Warning... Order by FILTERS results

  • Check this out :

    I was tweaking a working reorganize script for my new client and I wanted to randomize the reorganize sequence because the data distribution is really uneven in the DB. The real intent was to be able to run the code in high production hours if need be. And since I can't use the online option with 2005 Standard, I had to avoid reorganizing 8 big indexes in a row on the same large table... hence locking it for 5 minutes.

    I test the concatenation script and everything is fine, I then add the ORDER BY NEWID() and call it a night after I schedule the job to run at 10 PM.

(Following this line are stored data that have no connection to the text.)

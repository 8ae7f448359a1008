//! 幼儿园实体之间的关联
//!
//! EnrollmentApplication 的 creatorId / reviewerId 历史关联没有对应列，不在此声明；
//! 审核人通过 reviewedBy 关联。

use super::relations::Association as A;

pub(super) fn declarations() -> Vec<A> {
    let mut all = Vec::new();
    all.extend(identity());
    all.extend(people());
    all.extend(attendance());
    all.extend(enrollment());
    all.extend(workflow());
    all.extend(audit());
    all.extend(content());
    all
}

fn identity() -> Vec<A> {
    vec![
        A::belongs_to_many("User", "Role", "UserRole")
            .alias("roles")
            .foreign_key("userId")
            .other_key("roleId"),
        A::belongs_to_many("Role", "User", "UserRole")
            .alias("users")
            .foreign_key("roleId")
            .other_key("userId"),
        A::belongs_to_many("Role", "Permission", "RolePermission")
            .alias("permissions")
            .foreign_key("roleId")
            .other_key("permissionId"),
        A::belongs_to_many("Permission", "Role", "RolePermission")
            .alias("permissionRoles")
            .foreign_key("permissionId")
            .other_key("roleId"),
        A::belongs_to("Permission", "Permission")
            .alias("parent")
            .foreign_key("parentId"),
        A::has_many("Permission", "Permission")
            .alias("children")
            .foreign_key("parentId"),
        A::belongs_to("UserRole", "User").alias("user").foreign_key("userId"),
        A::belongs_to("UserRole", "Role").alias("role").foreign_key("roleId"),
        A::belongs_to("UserRole", "User")
            .alias("grantor")
            .foreign_key("grantorId"),
        A::belongs_to("RolePermission", "Role")
            .alias("role")
            .foreign_key("roleId"),
        A::belongs_to("RolePermission", "Permission")
            .alias("permission")
            .foreign_key("permissionId"),
        A::belongs_to("RolePermission", "User")
            .alias("grantor")
            .foreign_key("grantorId"),
    ]
}

fn people() -> Vec<A> {
    vec![
        A::belongs_to("Kindergarten", "User")
            .alias("principal")
            .foreign_key("principalId"),
        A::has_many("Kindergarten", "Class")
            .alias("classes")
            .foreign_key("kindergartenId"),
        A::has_many("Kindergarten", "Teacher")
            .alias("teachers")
            .foreign_key("kindergartenId"),
        A::has_many("Kindergarten", "Student")
            .alias("students")
            .foreign_key("kindergartenId"),
        A::belongs_to("Class", "Kindergarten")
            .alias("kindergarten")
            .foreign_key("kindergartenId"),
        A::belongs_to("Class", "Teacher")
            .alias("headTeacher")
            .foreign_key("headTeacherId"),
        A::has_many("Class", "Student")
            .alias("students")
            .foreign_key("classId"),
        A::belongs_to_many("Class", "Teacher", "ClassTeacher")
            .alias("teachers")
            .foreign_key("classId")
            .other_key("teacherId"),
        A::has_many("Class", "ClassTeacher")
            .alias("classTeachers")
            .foreign_key("classId"),
        A::belongs_to("Teacher", "User").alias("user").foreign_key("userId"),
        A::belongs_to("Teacher", "Kindergarten")
            .alias("kindergarten")
            .foreign_key("kindergartenId"),
        A::belongs_to_many("Teacher", "Class", "ClassTeacher")
            .alias("classes")
            .foreign_key("teacherId")
            .other_key("classId"),
        A::has_one("User", "Teacher")
            .alias("teacherProfile")
            .foreign_key("userId"),
        A::belongs_to("ClassTeacher", "Class")
            .alias("class")
            .foreign_key("classId"),
        A::belongs_to("ClassTeacher", "Teacher")
            .alias("teacher")
            .foreign_key("teacherId"),
        A::belongs_to("Student", "Kindergarten")
            .alias("kindergarten")
            .foreign_key("kindergartenId"),
        A::belongs_to("Student", "Class")
            .alias("class")
            .foreign_key("classId"),
        A::belongs_to_many("Student", "User", "ParentStudentRelation")
            .alias("parents")
            .foreign_key("studentId")
            .other_key("userId"),
        A::belongs_to_many("User", "Student", "ParentStudentRelation")
            .alias("children")
            .foreign_key("userId")
            .other_key("studentId"),
        A::has_many("Student", "ParentStudentRelation")
            .alias("parentRelations")
            .foreign_key("studentId"),
        A::belongs_to("Parent", "User").alias("user").foreign_key("userId"),
        A::has_one("User", "Parent")
            .alias("parentProfile")
            .foreign_key("userId"),
        A::belongs_to("ParentStudentRelation", "User")
            .alias("user")
            .foreign_key("userId"),
        A::belongs_to("ParentStudentRelation", "Student")
            .alias("student")
            .foreign_key("studentId"),
        A::belongs_to("ParentStudentRelation", "User")
            .alias("creator")
            .foreign_key("creatorId"),
        A::belongs_to("ParentStudentRelation", "User")
            .alias("updater")
            .foreign_key("updaterId"),
    ]
}

/// 变更记录和记录人只作说明，考勤行删除后日志仍保留
fn attendance() -> Vec<A> {
    vec![
        A::belongs_to("Attendance", "Student")
            .alias("student")
            .foreign_key("studentId"),
        A::belongs_to("Attendance", "Class")
            .alias("class")
            .foreign_key("classId"),
        A::belongs_to("Attendance", "Kindergarten")
            .alias("kindergarten")
            .foreign_key("kindergartenId"),
        A::belongs_to("Attendance", "User")
            .alias("recorder")
            .foreign_key("recordedBy")
            .without_constraints(),
        A::has_many("Student", "Attendance")
            .alias("attendances")
            .foreign_key("studentId"),
        A::has_many("Attendance", "AttendanceChangeLog")
            .alias("changeLogs")
            .foreign_key("attendanceId"),
        A::belongs_to("AttendanceChangeLog", "Attendance")
            .alias("attendance")
            .foreign_key("attendanceId")
            .without_constraints(),
        A::belongs_to("AttendanceChangeLog", "User")
            .alias("changer")
            .foreign_key("changedBy")
            .without_constraints(),
    ]
}

fn enrollment() -> Vec<A> {
    vec![
        A::belongs_to("EnrollmentPlan", "Kindergarten")
            .alias("kindergarten")
            .foreign_key("kindergartenId"),
        A::belongs_to("EnrollmentPlan", "User")
            .alias("creator")
            .foreign_key("creatorId"),
        A::belongs_to_many("EnrollmentPlan", "Class", "EnrollmentPlanClass")
            .alias("classes")
            .foreign_key("planId")
            .other_key("classId"),
        A::belongs_to_many("Class", "EnrollmentPlan", "EnrollmentPlanClass")
            .alias("enrollmentPlans")
            .foreign_key("classId")
            .other_key("planId"),
        A::belongs_to("EnrollmentPlanClass", "EnrollmentPlan")
            .alias("plan")
            .foreign_key("planId"),
        A::belongs_to("EnrollmentPlanClass", "Class")
            .alias("class")
            .foreign_key("classId"),
        A::has_many("EnrollmentPlan", "EnrollmentPlanAssignee")
            .alias("assignees")
            .foreign_key("planId"),
        A::belongs_to("EnrollmentPlanAssignee", "EnrollmentPlan")
            .alias("plan")
            .foreign_key("planId"),
        A::belongs_to("EnrollmentPlanAssignee", "User")
            .alias("assignee")
            .foreign_key("assigneeId"),
        A::has_many("EnrollmentPlan", "EnrollmentApplication")
            .alias("applications")
            .foreign_key("enrollmentPlanId"),
        A::belongs_to("EnrollmentApplication", "Student")
            .alias("student")
            .foreign_key("studentId"),
        A::belongs_to("EnrollmentApplication", "User")
            .alias("parent")
            .foreign_key("parentId"),
        A::belongs_to("EnrollmentApplication", "Kindergarten")
            .alias("kindergarten")
            .foreign_key("kindergartenId"),
        A::belongs_to("EnrollmentApplication", "EnrollmentPlan")
            .alias("enrollmentPlan")
            .foreign_key("enrollmentPlanId"),
        A::belongs_to("EnrollmentApplication", "User")
            .alias("reviewer")
            .foreign_key("reviewedBy"),
        A::has_many("EnrollmentApplication", "EnrollmentApplicationMaterial")
            .alias("materials")
            .foreign_key("applicationId"),
        A::belongs_to("EnrollmentApplicationMaterial", "EnrollmentApplication")
            .alias("application")
            .foreign_key("applicationId"),
        A::belongs_to("EnrollmentApplicationMaterial", "User")
            .alias("uploader")
            .foreign_key("uploadedBy"),
        A::belongs_to("EnrollmentConsultation", "Kindergarten")
            .alias("kindergarten")
            .foreign_key("kindergartenId"),
        A::belongs_to("EnrollmentConsultation", "User")
            .alias("consultant")
            .foreign_key("consultantId"),
        A::has_many("EnrollmentConsultation", "EnrollmentConsultationFollowup")
            .alias("followups")
            .foreign_key("consultationId"),
        A::belongs_to("EnrollmentConsultationFollowup", "EnrollmentConsultation")
            .alias("consultation")
            .foreign_key("consultationId"),
        A::belongs_to("EnrollmentConsultationFollowup", "User")
            .alias("followupUser")
            .foreign_key("followupUserId"),
    ]
}

fn workflow() -> Vec<A> {
    vec![
        A::belongs_to("Todo", "User").alias("user").foreign_key("userId"),
        A::belongs_to("Todo", "User")
            .alias("assignee")
            .foreign_key("assignedTo"),
        A::has_many("Todo", "TaskAttachment")
            .alias("attachments")
            .foreign_key("todoId"),
        A::belongs_to("TaskAttachment", "Todo")
            .alias("todo")
            .foreign_key("todoId"),
        A::belongs_to("TaskAttachment", "User")
            .alias("uploader")
            .foreign_key("uploaderId"),
        A::belongs_to("Task", "User")
            .alias("creator")
            .foreign_key("creatorId"),
        A::belongs_to("Task", "User")
            .alias("assignee")
            .foreign_key("assigneeId"),
        A::has_many("User", "Task")
            .alias("createdTasks")
            .foreign_key("creatorId"),
        A::has_many("User", "Task")
            .alias("assignedTasks")
            .foreign_key("assigneeId"),
        A::has_many("InspectionType", "InspectionPlan")
            .alias("plans")
            .foreign_key("inspectionTypeId"),
        A::belongs_to("InspectionPlan", "InspectionType")
            .alias("inspectionType")
            .foreign_key("inspectionTypeId"),
        A::belongs_to("InspectionPlan", "Kindergarten")
            .alias("kindergarten")
            .foreign_key("kindergartenId"),
        A::belongs_to("InspectionPlan", "User")
            .alias("responsibleUser")
            .foreign_key("responsibleUserId"),
        A::has_many("InspectionPlan", "InspectionTask")
            .alias("tasks")
            .foreign_key("inspectionPlanId"),
        A::belongs_to("InspectionTask", "InspectionPlan")
            .alias("inspectionPlan")
            .foreign_key("inspectionPlanId"),
        A::belongs_to("InspectionTask", "InspectionTask")
            .alias("parentTask")
            .foreign_key("parentTaskId"),
        A::has_many("InspectionTask", "InspectionTask")
            .alias("subtasks")
            .foreign_key("parentTaskId"),
        A::belongs_to("InspectionTask", "User")
            .alias("assignedUser")
            .foreign_key("assignedTo"),
    ]
}

fn audit() -> Vec<A> {
    vec![
        A::belongs_to("OperationLog", "User")
            .alias("user")
            .foreign_key("userId")
            .without_constraints(),
        A::belongs_to("SecurityScanLog", "User")
            .alias("starter")
            .foreign_key("startedBy")
            .without_constraints(),
        A::belongs_to("SecurityConfig", "User")
            .alias("updater")
            .foreign_key("updatedBy"),
        A::belongs_to("AIQueryHistory", "User")
            .alias("user")
            .foreign_key("userId")
            .without_constraints(),
        A::has_many("User", "AIQueryHistory")
            .alias("aiQueryHistories")
            .foreign_key("userId"),
    ]
}

fn content() -> Vec<A> {
    vec![
        A::belongs_to("AIUserRelation", "User")
            .alias("user")
            .foreign_key("userId"),
        A::has_one("User", "AIUserRelation")
            .alias("aiRelation")
            .foreign_key("userId"),
        A::belongs_to("PosterCategory", "PosterCategory")
            .alias("parent")
            .foreign_key("parentId"),
        A::has_many("PosterCategory", "PosterCategory")
            .alias("children")
            .foreign_key("parentId"),
        A::has_many("PosterCategory", "PosterTemplate")
            .alias("templates")
            .foreign_key("categoryId"),
        A::belongs_to("PosterTemplate", "PosterCategory")
            .alias("category")
            .foreign_key("categoryId"),
        A::belongs_to("PosterTemplate", "User")
            .alias("creator")
            .foreign_key("creatorId"),
        A::belongs_to("PosterTemplate", "Kindergarten")
            .alias("kindergarten")
            .foreign_key("kindergartenId"),
        A::has_many("PosterTemplate", "PosterElement")
            .alias("elements")
            .foreign_key("templateId"),
        A::belongs_to("PosterElement", "PosterTemplate")
            .alias("template")
            .foreign_key("templateId"),
    ]
}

    The next day I see that the job ran in less than 3 minutes... which is completely impossible with 95% fragmentation on the DB across all indexes (autoshrink was ON when I got here). I had to run this overnight because I had 3 complaints from users when I tried to run the code during high prod hours.

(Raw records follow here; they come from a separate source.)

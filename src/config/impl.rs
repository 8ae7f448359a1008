use config::{Config, ConfigError, Environment, File};
use std::sync::OnceLock;

use super::AppConfig;

static APP_CONFIG: OnceLock<AppConfig> = OnceLock::new();

impl AppConfig {
    /// 加载配置
    pub fn load() -> Result<Self, ConfigError> {
        let mut builder = Config::builder()
            // 首先加载默认配置文件
            .add_source(File::with_name("config").required(false))
            // 然后根据环境加载特定配置文件
            .add_source(
                File::with_name(&format!(
                    "config.{}",
                    std::env::var("APP_ENV").unwrap_or_else(|_| "development".into())
                ))
                .required(false),
            )
            // 最后加载环境变量覆盖
            .add_source(
                Environment::with_prefix("KINDERGARTEN")
                    .separator("__")
                    .try_parsing(true),
            );

        builder = builder
            .set_override_option("app.environment", std::env::var("APP_ENV").ok())?
            .set_override_option("app.log_level", std::env::var("RUST_LOG").ok())?
            .set_override_option("database.url", std::env::var("DATABASE_URL").ok())?
            .set_override_option(
                "registry.referential_integrity",
                std::env::var("REFERENTIAL_INTEGRITY").ok(),
            )?;

        builder.build()?.try_deserialize()
    }

    /// 获取全局配置实例
    pub fn get() -> &'static AppConfig {
        APP_CONFIG.get_or_init(|| {
            Self::load().unwrap_or_else(|e| {
                eprintln!("Failed to load configuration: {e}");
                std::process::exit(1);
            })
        })
    }

    /// 初始化配置 (在应用启动时调用)
    pub fn init() -> Result<(), ConfigError> {
        let config = Self::load()?;
        APP_CONFIG
            .set(config)
            .map_err(|_| ConfigError::Message("Configuration already initialized".to_string()))?;
        Ok(())
    }

    /// 检查是否为生产环境
    pub fn is_production(&self) -> bool {
        self.app.environment == "production"
    }

    /// 检查是否为开发环境
    pub fn is_development(&self) -> bool {
        self.app.environment == "development"
    }
}

#[cfg(test)]
mod tests {
    use crate::config::{AppConfig, IntegrityMode};

    #[test]
    fn test_defaults_are_permissive() {
        let config = AppConfig::default();
        assert_eq!(
            config.registry.referential_integrity,
            IntegrityMode::Permissive
        );
        assert!(!config.registry.audit_on_startup);
        assert!(config.is_development());
    }

    #[test]
    fn test_integrity_mode_from_str() {
        assert_eq!("strict".parse::<IntegrityMode>(), Ok(IntegrityMode::Strict));
        assert!("lenient".parse::<IntegrityMode>().is_err());
        assert_eq!(IntegrityMode::Permissive.to_string(), "permissive");
    }

    #[test]
    fn test_deserialize_partial_source() {
        let config: AppConfig = config::Config::builder()
            .set_override("registry.referential_integrity", "strict")
            .unwrap()
            .set_override("database.pool_size", 3)
            .unwrap()
            .build()
            .unwrap()
            .try_deserialize()
            .unwrap();
        assert_eq!(config.registry.referential_integrity, IntegrityMode::Strict);
        assert_eq!(config.database.pool_size, 3);
        assert_eq!(config.app.log_level, "info");
    }
}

    After a couple minutes of digging I find this out :

    GO

    DECLARE @X NVARCHAR(MAX)

    SET @X = ''

    SELECT @X = @X + 'PRINT ''[' + name + ']'';' + CHAR(13) + CHAR(10) FROM msdb.sys.tables ORDER BY name

    --PRINT @X

    EXEC (@X)

    GO --95 rows affected

    --This is what I used when I ran in the job :

    DECLARE @X NVARCHAR(MAX)

    SET @X = ''

    SELECT @X = @X + 'PRINT ''[' + name + ']'';' + CHAR(13) + CHAR(10) FROM msdb.sys.tables ORDER BY NEWID()

    --PRINT @X

    EXEC (@X)

    GO --1 rows affected

    --This is what had happened in my job... only 1 index had been reorganized... hence the ridiculously fast reorganize.

    DECLARE @X NVARCHAR(MAX)

    SET @X = ''

    SELECT @X = @X + 'PRINT ''[' + name + ']'';' + CHAR(13) + CHAR(10) FROM msdb.sys.tables ORDER BY (SELECT NEWID())

    --PRINT @X

    EXEC (@X)

    GO --95 rows affected

    --After moving the NEWID() is its own subquery, the query works again as it should... ugly hack if you ask me, but at least it works!

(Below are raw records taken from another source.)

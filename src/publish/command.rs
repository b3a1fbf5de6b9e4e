//! Structured execution of external commands
//!
//! Commands are run directly (no shell) with captured output. A non-zero exit
//! status is the failure signal; scanning output for an error marker is only
//! applied where a step asks for it.

use crate::error::PublishError;
use std::process::Command;

/// Arguments whose following value is a secret
const SECRET_FLAGS: &[&str] = &["--api-key", "--password"];

/// A program with its arguments
#[derive(Debug, Clone, PartialEq, Eq)]
pub struct CommandSpec {
    /// Program to execute
    pub program: String,
    /// Arguments, passed as-is
    pub args: Vec<String>,
}

impl CommandSpec {
    /// Create a command from a program and arguments
    pub fn new<I, S>(program: &str, args: I) -> Self
    where
        I: IntoIterator<Item = S>,
        S: Into<String>,
    {
        Self {
            program: program.to_string(),
            args: args.into_iter().map(Into::into).collect(),
        }
    }

    /// Render the command for logs with secrets masked
    pub fn display(&self) -> String {
        let mut parts = vec![self.program.clone()];
        let mut mask_next = false;
        for arg in &self.args {
            if mask_next {
                parts.push("***".to_string());
                mask_next = false;
                continue;
            }
            match arg.split_once('=') {
                Some((flag, _)) if SECRET_FLAGS.contains(&flag) => {
                    parts.push(format!("{}=***", flag));
                }
                _ => {
                    mask_next = SECRET_FLAGS.contains(&arg.as_str());
                    parts.push(arg.clone());
                }
            }
        }
        parts.join(" ")
    }
}

/// Captured result of a finished command
#[derive(Debug, Clone, Default, PartialEq, Eq)]
pub struct CommandOutput {
    /// Exit code, `None` when killed by a signal
    pub code: Option<i32>,
    /// Whether the command exited successfully
    pub success: bool,
    /// Standard output
    pub stdout: String,
    /// Standard error
    pub stderr: String,
}

impl CommandOutput {
    /// Create a successful output
    pub fn success(stdout: impl Into<String>) -> Self {
        Self {
            code: Some(0),
            success: true,
            stdout: stdout.into(),
            stderr: String::new(),
        }
    }

    /// Create a failed output
    pub fn failure(code: i32, stderr: impl Into<String>) -> Self {
        Self {
            code: Some(code),
            success: false,
            stdout: String::new(),
            stderr: stderr.into(),
        }
    }

    /// First line of stdout or stderr that starts with `error`
    pub fn error_line(&self) -> Option<&str> {
        self.stdout
            .lines()
            .chain(self.stderr.lines())
            .map(str::trim)
            .find(|line| {
                line.get(..5)
                    .is_some_and(|head| head.eq_ignore_ascii_case("error"))
            })
    }

    /// Turn the output into an error unless the command succeeded
    ///
    /// With `scan_output`, an `error` line fails the command even when the
    /// exit status claims success.
    pub fn check(&self, spec: &CommandSpec, scan_output: bool) -> Result<(), PublishError> {
        if !self.success {
            let message = self
                .error_line()
                .map(str::to_string)
                .or_else(|| last_line(&self.stderr))
                .or_else(|| last_line(&self.stdout))
                .unwrap_or_else(|| match self.code {
                    Some(code) => format!("exit status {}", code),
                    None => "terminated by signal".to_string(),
                });
            return Err(PublishError::command_failed(spec.display(), message));
        }

        if scan_output {
            if let Some(line) = self.error_line() {
                return Err(PublishError::command_failed(spec.display(), line));
            }
        }

        Ok(())
    }
}

fn last_line(text: &str) -> Option<String> {
    text.lines()
        .map(str::trim)
        .rfind(|line| !line.is_empty())
        .map(str::to_string)
}

/// Trait for running external commands
pub trait CommandRunner {
    /// Run a command to completion and capture its output
    fn run(&self, spec: &CommandSpec) -> Result<CommandOutput, PublishError>;
}

/// Runner that executes real processes
#[derive(Debug, Default)]
pub struct SystemCommandRunner;

impl SystemCommandRunner {
    /// Create a new system runner
    pub fn new() -> Self {
        Self
    }
}

impl CommandRunner for SystemCommandRunner {
    fn run(&self, spec: &CommandSpec) -> Result<CommandOutput, PublishError> {
        let output = Command::new(&spec.program)
            .args(&spec.args)
            .output()
            .map_err(|e| PublishError::Spawn {
                command: spec.display(),
                source: e,
            })?;

        Ok(CommandOutput {
            code: output.status.code(),
            success: output.status.success(),
            stdout: String::from_utf8_lossy(&output.stdout).to_string(),
            stderr: String::from_utf8_lossy(&output.stderr).to_string(),
        })
    }
}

    Did I just stumble on a bug, or did I misunderstand the use of orderby and newid() all those years?

    Where can I report this to MS if this is a bug?

    Was this fixed in a hotfix or post SP 2 that is not installed on the server (can't seem to find that bug anywhere in the build list)?

    Server info : Microsoft SQL Server 2005 - 9.00.3042.00 (Intel X86) Feb 9 2007 22:47:07 Copyright (c) 1988-2005 Microsoft Corporation Standard Edition on Windows NT 5.2 (Build 3790: Service Pack 2)

  • I went ahead and posted this as a bug on the connect website.

    Here's the url if you have anything else to add to this for Microsoft to use to fix the issue :

    https://connect.microsoft.com/SQLServer/feedback/ViewFeedback.aspx?FeedbackID=383641

  • I get the same issue here seems very odd - 9.0.4028.

    Anyway it looks like you can get all the tables if you add a top X:

    SELECT TOP 99.9 PERCENT @X = @X + 'PRINT ''[' + name + ']'';' + CHAR(13) + CHAR(10) FROM msdb.sys.tables ORDER BY NEWID()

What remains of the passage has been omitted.